REQUIREMENT: Each line of the data below containing "Show" needs to be listed.

SOURCE INFORMATION:

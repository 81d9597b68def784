//! Per-machine settings documents.
//!
//! A settings file is a JSON envelope carrying the machine UUID and either the
//! plain [`MachineSettings`] or a base64 payload sealed by a crypto context.

use std::path::{Path, PathBuf};

use base64::Engine as _;
use chrono::{DateTime, Utc};
use serde::{Deserialize, Serialize};
use thiserror::Error;
use tracing::{debug, warn};
use uuid::Uuid;

use vmkeeper_protocol::MachineState;

use crate::crypto::{CryptoContext, Keyring};
use crate::error::{MachineError, Result};
use crate::machine::aggregates::{HardwareProfile, Identity, MediumAttachment, Peripherals, StorageController};
use crate::machine::snapshot::Snapshot;

pub const SETTINGS_SCHEMA_VERSION: u32 = 1;

#[derive(Debug, Error)]
pub enum LoadError {
    #[error("reading {path}: {source}")]
    Io {
        path: PathBuf,
        #[source]
        source: std::io::Error,
    },

    #[error("parsing {path}: {message}")]
    Parse { path: PathBuf, message: String },

    #[error("cannot decrypt {path}: {message}")]
    Password { path: PathBuf, message: String },
}

impl LoadError {
    pub fn is_password(&self) -> bool {
        matches!(self, Self::Password { .. })
    }
}

impl From<LoadError> for MachineError {
    fn from(e: LoadError) -> Self {
        match e {
            LoadError::Io { path, source } => {
                MachineError::io(format!("reading settings {}", path.display()), source)
            }
            LoadError::Parse { .. } => MachineError::InvalidArgument(e.to_string()),
            LoadError::Password { .. } => MachineError::Crypto(e.to_string()),
        }
    }
}

#[derive(Debug, Clone, Serialize, Deserialize)]
struct EncryptedPayload {
    cipher: String,
    key_id: String,
    data: String,
}

#[derive(Debug, Serialize, Deserialize)]
struct SettingsDocument {
    /// Version 0 = legacy files without this field; version 1 = current.
    #[serde(default)]
    schema_version: u32,
    machine_id: Uuid,
    #[serde(default, skip_serializing_if = "Option::is_none")]
    machine: Option<MachineSettings>,
    #[serde(default, skip_serializing_if = "Option::is_none")]
    encrypted: Option<EncryptedPayload>,
}

/// Everything persisted about one machine.
#[derive(Debug, Clone, PartialEq, Serialize, Deserialize)]
pub struct MachineSettings {
    pub identity: Identity,
    pub hardware: HardwareProfile,
    #[serde(default)]
    pub controllers: Vec<StorageController>,
    #[serde(default)]
    pub attachments: Vec<MediumAttachment>,
    pub peripherals: Peripherals,
    pub state: MachineState,
    #[serde(default)]
    pub state_file: Option<PathBuf>,
    pub last_state_change: DateTime<Utc>,
    #[serde(default)]
    pub current_snapshot: Option<Uuid>,
    #[serde(default)]
    pub snapshots: Vec<Snapshot>,
    /// Folder for differencing images, relative to the settings file.
    #[serde(default = "default_snapshot_folder")]
    pub snapshot_folder: PathBuf,
    #[serde(default)]
    pub current_state_modified: bool,
}

fn default_snapshot_folder() -> PathBuf {
    PathBuf::from("Snapshots")
}

impl MachineSettings {
    /// The lifecycle state a freshly loaded record starts in. A VM process
    /// never survives the manager, so online and transient states become
    /// aborted ones.
    pub fn normalized_state(&self) -> MachineState {
        let has_file = self.state_file.is_some();
        match self.state {
            s if s.is_online_or_transient() => {
                if has_file {
                    MachineState::AbortedSaved
                } else {
                    MachineState::Aborted
                }
            }
            MachineState::Saved | MachineState::AbortedSaved if !has_file => MachineState::PoweredOff,
            s => s,
        }
    }

    /// Write the document atomically (temp file + rename), owner-only.
    pub async fn write(&self, path: &Path, crypto: Option<&dyn CryptoContext>) -> Result<()> {
        let (machine, encrypted) = match crypto {
            None => (Some(self.clone()), None),
            Some(ctx) => {
                let plain = serde_json::to_vec(self)
                    .map_err(|e| MachineError::Internal(format!("serializing settings: {}", e)))?;
                let sealed = ctx.save(&plain).map_err(|e| MachineError::Crypto(e.to_string()))?;
                let payload = EncryptedPayload {
                    cipher: ctx.cipher().to_string(),
                    key_id: ctx.key_id().to_string(),
                    data: base64::engine::general_purpose::STANDARD.encode(sealed),
                };
                (None, Some(payload))
            }
        };
        let doc = SettingsDocument {
            schema_version: SETTINGS_SCHEMA_VERSION,
            machine_id: self.identity.id,
            machine,
            encrypted,
        };
        let data = serde_json::to_string_pretty(&doc)
            .map_err(|e| MachineError::Internal(format!("serializing settings: {}", e)))?;

        write_atomic(path, data.as_bytes()).await?;
        debug!(machine_id = %self.identity.id, path = %path.display(), "settings written");
        Ok(())
    }
}

/// Write `data` to `<path>.tmp`, rename over `path`, restrict to 0600.
pub async fn write_atomic(path: &Path, data: &[u8]) -> Result<()> {
    if let Some(parent) = path.parent() {
        tokio::fs::create_dir_all(parent)
            .await
            .map_err(|e| MachineError::io(format!("creating folder {}", parent.display()), e))?;
    }
    let tmp_path = path.with_extension("tmp");
    tokio::fs::write(&tmp_path, data)
        .await
        .map_err(|e| MachineError::io(format!("writing temp file {}", tmp_path.display()), e))?;
    tokio::fs::rename(&tmp_path, path)
        .await
        .map_err(|e| MachineError::io(format!("renaming temp file to {}", path.display()), e))?;

    use std::os::unix::fs::PermissionsExt;
    let perms = std::fs::Permissions::from_mode(0o600);
    tokio::fs::set_permissions(path, perms).await.ok();
    Ok(())
}

async fn read_document(path: &Path) -> std::result::Result<SettingsDocument, LoadError> {
    let data = tokio::fs::read_to_string(path).await.map_err(|source| LoadError::Io {
        path: path.to_path_buf(),
        source,
    })?;
    let doc: SettingsDocument = serde_json::from_str(&data).map_err(|e| LoadError::Parse {
        path: path.to_path_buf(),
        message: e.to_string(),
    })?;
    if doc.schema_version > SETTINGS_SCHEMA_VERSION {
        warn!(
            version = doc.schema_version,
            path = %path.display(),
            "settings file has newer schema version than supported (1), some fields may be lost"
        );
    }
    Ok(doc)
}

/// Machine UUID recorded in a settings file, readable even when the payload
/// is encrypted.
pub async fn read_machine_id(path: &Path) -> std::result::Result<Uuid, LoadError> {
    Ok(read_document(path).await?.machine_id)
}

/// A successfully loaded document and the context that opened it.
pub struct LoadedSettings {
    pub settings: MachineSettings,
    pub crypto: Option<Box<dyn CryptoContext>>,
}

/// Load a settings file, opening encrypted payloads through `keys`.
pub async fn load_config(path: &Path, keys: Option<&Keyring>) -> std::result::Result<LoadedSettings, LoadError> {
    let doc = read_document(path).await?;
    let password_error = |message: String| LoadError::Password {
        path: path.to_path_buf(),
        message,
    };
    let parse_error = |message: String| LoadError::Parse {
        path: path.to_path_buf(),
        message,
    };

    let (settings, crypto) = match (doc.machine, doc.encrypted) {
        (Some(settings), None) => (settings, None),
        (None, Some(payload)) => {
            let keys = keys.ok_or_else(|| {
                password_error(format!("settings are encrypted with key '{}'", payload.key_id))
            })?;
            let ctx = keys
                .context_for(&payload.cipher, &payload.key_id)
                .map_err(|e| password_error(e.to_string()))?;
            let sealed = base64::engine::general_purpose::STANDARD
                .decode(payload.data.as_bytes())
                .map_err(|e| parse_error(format!("invalid encrypted payload: {}", e)))?;
            let plain = ctx.load(&sealed).map_err(|e| password_error(e.to_string()))?;
            let settings: MachineSettings =
                serde_json::from_slice(&plain).map_err(|e| parse_error(e.to_string()))?;
            (settings, Some(ctx))
        }
        (Some(_), Some(_)) => {
            return Err(parse_error("both plain and encrypted settings present".into()));
        }
        (None, None) => return Err(parse_error("no machine settings present".into())),
    };

    if settings.identity.id != doc.machine_id {
        return Err(parse_error(format!(
            "machine id {} does not match envelope id {}",
            settings.identity.id, doc.machine_id
        )));
    }
    Ok(LoadedSettings { settings, crypto })
}

#[cfg(test)]
mod tests {
    use super::*;
    use crate::crypto::testing::{XorProvider, TEST_KEY_ID};
    use crate::crypto::CryptoProvider;
    use crate::machine::aggregates::ConfigAggregates;
    use std::sync::Arc;

    fn sample() -> MachineSettings {
        let values = ConfigAggregates::defaults(Uuid::new_v4(), "web01", "Ubuntu_64")
            .values()
            .unwrap();
        MachineSettings {
            identity: values.identity,
            hardware: values.hardware,
            controllers: values.controllers,
            attachments: values.attachments,
            peripherals: values.peripherals,
            state: MachineState::PoweredOff,
            state_file: None,
            last_state_change: Utc::now(),
            current_snapshot: None,
            snapshots: Vec::new(),
            snapshot_folder: default_snapshot_folder(),
            current_state_modified: false,
        }
    }

    #[tokio::test]
    async fn plain_roundtrip_with_owner_only_permissions() {
        let dir = tempfile::tempdir().unwrap();
        let path = dir.path().join("web01").join("web01.json");
        let settings = sample();
        settings.write(&path, None).await.unwrap();

        use std::os::unix::fs::PermissionsExt;
        let mode = std::fs::metadata(&path).unwrap().permissions().mode();
        assert_eq!(mode & 0o777, 0o600);
        assert!(!path.with_extension("tmp").exists());

        let loaded = load_config(&path, None).await.unwrap();
        assert_eq!(loaded.settings, settings);
        assert!(loaded.crypto.is_none());
        assert_eq!(read_machine_id(&path).await.unwrap(), settings.identity.id);
    }

    #[tokio::test]
    async fn encrypted_settings_need_the_right_password() {
        let dir = tempfile::tempdir().unwrap();
        let path = dir.path().join("vault.json");
        let settings = sample();
        let ctx = XorProvider.create_context("xor", "hunter2").unwrap();
        settings.write(&path, Some(ctx.as_ref())).await.unwrap();

        // Without a keyring the machine id is still readable.
        let err = load_config(&path, None).await.err().unwrap();
        assert!(err.is_password());
        assert_eq!(read_machine_id(&path).await.unwrap(), settings.identity.id);

        let keyring = Keyring::new(Arc::new(XorProvider));
        keyring.add_password(TEST_KEY_ID, "wrong");
        let err = load_config(&path, Some(&keyring)).await.err().unwrap();
        assert!(err.is_password());
        assert!(err.to_string().contains("incorrect"));

        keyring.add_password(TEST_KEY_ID, "hunter2");
        let loaded = load_config(&path, Some(&keyring)).await.unwrap();
        assert_eq!(loaded.settings, settings);
        assert!(loaded.crypto.is_some());
    }

    #[tokio::test]
    async fn missing_and_corrupt_files_are_classified() {
        let dir = tempfile::tempdir().unwrap();
        let missing = dir.path().join("missing.json");
        assert!(matches!(load_config(&missing, None).await, Err(LoadError::Io { .. })));

        let corrupt = dir.path().join("corrupt.json");
        std::fs::write(&corrupt, "{ not json").unwrap();
        assert!(matches!(load_config(&corrupt, None).await, Err(LoadError::Parse { .. })));
    }

    #[test]
    fn online_states_normalize_on_load() {
        let mut s = sample();
        s.state = MachineState::Running;
        assert_eq!(s.normalized_state(), MachineState::Aborted);
        s.state = MachineState::Restoring;
        s.state_file = Some(PathBuf::from("/vm/Snapshots/x.sav"));
        assert_eq!(s.normalized_state(), MachineState::AbortedSaved);
        s.state = MachineState::Saved;
        assert_eq!(s.normalized_state(), MachineState::Saved);
        s.state_file = None;
        assert_eq!(s.normalized_state(), MachineState::PoweredOff);
    }

    #[test]
    fn legacy_document_without_schema_version() {
        let settings = sample();
        let json = serde_json::json!({
            "machine_id": settings.identity.id,
            "machine": settings,
        });
        let doc: SettingsDocument = serde_json::from_value(json).unwrap();
        assert_eq!(doc.schema_version, 0);
        assert_eq!(doc.machine.unwrap().snapshot_folder, PathBuf::from("Snapshots"));
    }
}
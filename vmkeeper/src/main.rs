mod cli;

use std::path::PathBuf;
use std::sync::Arc;

use anyhow::Result;
use clap::{Parser, Subcommand, ValueEnum};
use tracing_subscriber::EnvFilter;

use vmkeeper::events::EventHub;
use vmkeeper::machine::aggregates::{SlotKey, StorageBus};
use vmkeeper::registry::Registry;
use vmkeeper::storage::medium::MediumType;

#[derive(Parser)]
#[command(name = "vmkeeper", about = "Per-VM configuration store and session manager")]
struct Cli {
    /// Path to config file (TOML).
    #[arg(long, short, global = true)]
    config: Option<PathBuf>,

    #[command(subcommand)]
    command: Commands,
}

#[derive(Subcommand)]
enum Commands {
    /// Create a machine with default settings.
    Create {
        #[arg(long)]
        name: String,
        #[arg(long, default_value = "Other")]
        ostype: String,
        /// Folder holding the machine directory (default: server.machines_dir).
        #[arg(long)]
        basefolder: Option<PathBuf>,
        /// Register the machine right away.
        #[arg(long)]
        register: bool,
    },
    /// Register an existing settings file.
    Register { settings_file: PathBuf },
    /// List registered machines.
    List,
    /// Show the configuration of a machine.
    Show { machine: String },
    /// Change identity and hardware settings.
    Modify {
        machine: String,
        #[arg(long)]
        name: Option<String>,
        #[arg(long)]
        description: Option<String>,
        #[arg(long)]
        cpus: Option<u32>,
        /// Memory size in MB.
        #[arg(long)]
        memory: Option<u32>,
    },
    /// Add or remove a storage controller.
    Storagectl {
        machine: String,
        #[arg(long)]
        name: String,
        /// Bus of the new controller.
        #[arg(long, conflicts_with = "remove")]
        add: Option<BusArg>,
        #[arg(long)]
        remove: bool,
    },
    /// Create a base hard disk image and register it.
    Createmedium {
        #[arg(long)]
        filename: PathBuf,
        /// Logical size in MB.
        #[arg(long)]
        size: u64,
        #[arg(long, value_enum, default_value = "normal")]
        variant: MediumTypeArg,
    },
    /// Attach a medium to a controller slot.
    Attach {
        machine: String,
        #[arg(long)]
        storagectl: String,
        #[arg(long, default_value = "0")]
        port: u32,
        #[arg(long, default_value = "0")]
        device: u32,
        #[arg(long, value_enum, default_value = "hdd")]
        r#type: DeviceArg,
        /// Medium UUID or location; "emptydrive" leaves a DVD/floppy slot empty.
        #[arg(long)]
        medium: String,
    },
    /// Detach whatever occupies a controller slot.
    Detach {
        machine: String,
        #[arg(long)]
        storagectl: String,
        #[arg(long, default_value = "0")]
        port: u32,
        #[arg(long, default_value = "0")]
        device: u32,
    },
    /// Insert a medium into a DVD or floppy drive.
    Mount {
        machine: String,
        #[arg(long)]
        storagectl: String,
        #[arg(long, default_value = "0")]
        port: u32,
        #[arg(long, default_value = "0")]
        device: u32,
        /// Medium UUID or image location.
        #[arg(long)]
        medium: String,
        /// Eject even if the guest holds the drive locked.
        #[arg(long)]
        force: bool,
    },
    /// Eject the medium from a DVD or floppy drive.
    Unmount {
        machine: String,
        #[arg(long)]
        storagectl: String,
        #[arg(long, default_value = "0")]
        port: u32,
        #[arg(long, default_value = "0")]
        device: u32,
        #[arg(long)]
        force: bool,
    },
    /// Take, restore or delete snapshots of a machine that is not running.
    Snapshot {
        machine: String,
        #[command(subcommand)]
        action: SnapshotAction,
    },
    /// Launch a front-end for a machine and hand it a VM session.
    Startvm {
        machine: String,
        /// Front-end type (default: session.default_frontend).
        #[arg(long, default_value = "")]
        r#type: String,
        /// Control socket the front-end listens on.
        #[arg(long)]
        socket: PathBuf,
    },
    /// Unregister a machine.
    Unregister {
        machine: String,
        /// Detach all media and delete the settings file.
        #[arg(long)]
        delete: bool,
    },
    /// Verify configuration, registry and machine accessibility.
    Check,
    /// Run the session watcher and log machine events until interrupted.
    Serve,
}

#[derive(Subcommand)]
enum SnapshotAction {
    /// Snapshot the current state.
    Take {
        name: String,
        #[arg(long, default_value = "")]
        description: String,
    },
    /// Return to a snapshot, discarding the current state.
    Restore { snapshot: String },
    /// Delete a snapshot; its children move up to its parent.
    Delete { snapshot: String },
}

#[derive(Clone, Copy, ValueEnum)]
enum BusArg {
    Ide,
    Sata,
    Scsi,
    Floppy,
    Sas,
    Usb,
    Pcie,
    Virtio,
}

impl From<BusArg> for StorageBus {
    fn from(b: BusArg) -> Self {
        match b {
            BusArg::Ide => StorageBus::Ide,
            BusArg::Sata => StorageBus::Sata,
            BusArg::Scsi => StorageBus::Scsi,
            BusArg::Floppy => StorageBus::Floppy,
            BusArg::Sas => StorageBus::Sas,
            BusArg::Usb => StorageBus::Usb,
            BusArg::Pcie => StorageBus::PciExpress,
            BusArg::Virtio => StorageBus::VirtioScsi,
        }
    }
}

#[derive(Clone, Copy, ValueEnum)]
enum MediumTypeArg {
    Normal,
    Immutable,
    Shareable,
}

impl From<MediumTypeArg> for MediumType {
    fn from(t: MediumTypeArg) -> Self {
        match t {
            MediumTypeArg::Normal => MediumType::Normal,
            MediumTypeArg::Immutable => MediumType::Immutable,
            MediumTypeArg::Shareable => MediumType::Shareable,
        }
    }
}

#[derive(Clone, Copy, ValueEnum)]
enum DeviceArg {
    Hdd,
    Dvd,
    Fdd,
}

impl From<DeviceArg> for vmkeeper_protocol::DeviceType {
    fn from(d: DeviceArg) -> Self {
        match d {
            DeviceArg::Hdd => Self::HardDisk,
            DeviceArg::Dvd => Self::Dvd,
            DeviceArg::Fdd => Self::Floppy,
        }
    }
}

#[tokio::main]
async fn main() -> Result<()> {
    tracing_subscriber::fmt()
        .with_writer(std::io::stderr)
        .with_env_filter(EnvFilter::from_default_env())
        .init();

    let cli = Cli::parse();
    let config = cli::load_config(cli.config)?;

    match cli.command {
        Commands::Check => cli::run_check(&config).await,
        command => {
            let events = Arc::new(EventHub::new());
            let registry = cli::open_registry(config, events.clone()).await?;
            run(command, registry, events).await
        }
    }
}

async fn run(command: Commands, registry: Arc<Registry>, events: Arc<EventHub>) -> Result<()> {
    match command {
        Commands::Create {
            name,
            ostype,
            basefolder,
            register,
        } => cli::run_create(&registry, &name, &ostype, basefolder.as_deref(), register).await,
        Commands::Register { settings_file } => cli::run_register(&registry, &settings_file).await,
        Commands::List => cli::run_list(&registry).await,
        Commands::Show { machine } => cli::run_show(&registry, &machine).await,
        Commands::Modify {
            machine,
            name,
            description,
            cpus,
            memory,
        } => {
            let changes = cli::Modify {
                name,
                description,
                cpus,
                memory_mb: memory,
            };
            cli::run_modify(&registry, &machine, changes).await
        }
        Commands::Storagectl {
            machine,
            name,
            add,
            remove,
        } => match (add, remove) {
            (Some(bus), false) => cli::run_storagectl_add(&registry, &machine, &name, bus.into()).await,
            (None, true) => cli::run_storagectl_remove(&registry, &machine, &name).await,
            _ => anyhow::bail!("storagectl needs exactly one of --add <bus> or --remove"),
        },
        Commands::Createmedium {
            filename,
            size,
            variant,
        } => cli::run_createmedium(&registry, filename, size, variant.into()).await,
        Commands::Attach {
            machine,
            storagectl,
            port,
            device,
            r#type,
            medium,
        } => {
            let slot = SlotKey::new(storagectl, port, device);
            cli::run_attach(&registry, &machine, slot, r#type.into(), &medium).await
        }
        Commands::Detach {
            machine,
            storagectl,
            port,
            device,
        } => {
            let slot = SlotKey::new(storagectl, port, device);
            cli::run_detach(&registry, &machine, slot).await
        }
        Commands::Mount {
            machine,
            storagectl,
            port,
            device,
            medium,
            force,
        } => {
            let slot = SlotKey::new(storagectl, port, device);
            cli::run_mount(&registry, &machine, slot, &medium, force).await
        }
        Commands::Unmount {
            machine,
            storagectl,
            port,
            device,
            force,
        } => {
            let slot = SlotKey::new(storagectl, port, device);
            cli::run_unmount(&registry, &machine, slot, force).await
        }
        Commands::Snapshot { machine, action } => match action {
            SnapshotAction::Take { name, description } => {
                cli::run_snapshot_take(&registry, &machine, &name, &description).await
            }
            SnapshotAction::Restore { snapshot } => cli::run_snapshot_restore(&registry, &machine, &snapshot).await,
            SnapshotAction::Delete { snapshot } => cli::run_snapshot_delete(&registry, &machine, &snapshot).await,
        },
        Commands::Startvm { machine, r#type, socket } => cli::run_startvm(registry, &machine, &r#type, &socket).await,
        Commands::Unregister { machine, delete } => cli::run_unregister(&registry, &machine, delete).await,
        Commands::Serve => cli::run_serve(registry, events).await,
        Commands::Check => cli::run_check(&registry.services().config).await,
    }
}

TASK SOLUTION:
    /// Show the configuration of a machine.
    Show { machine: String },
        Commands::Show { machine } => cli::run_show(&registry, &machine).await,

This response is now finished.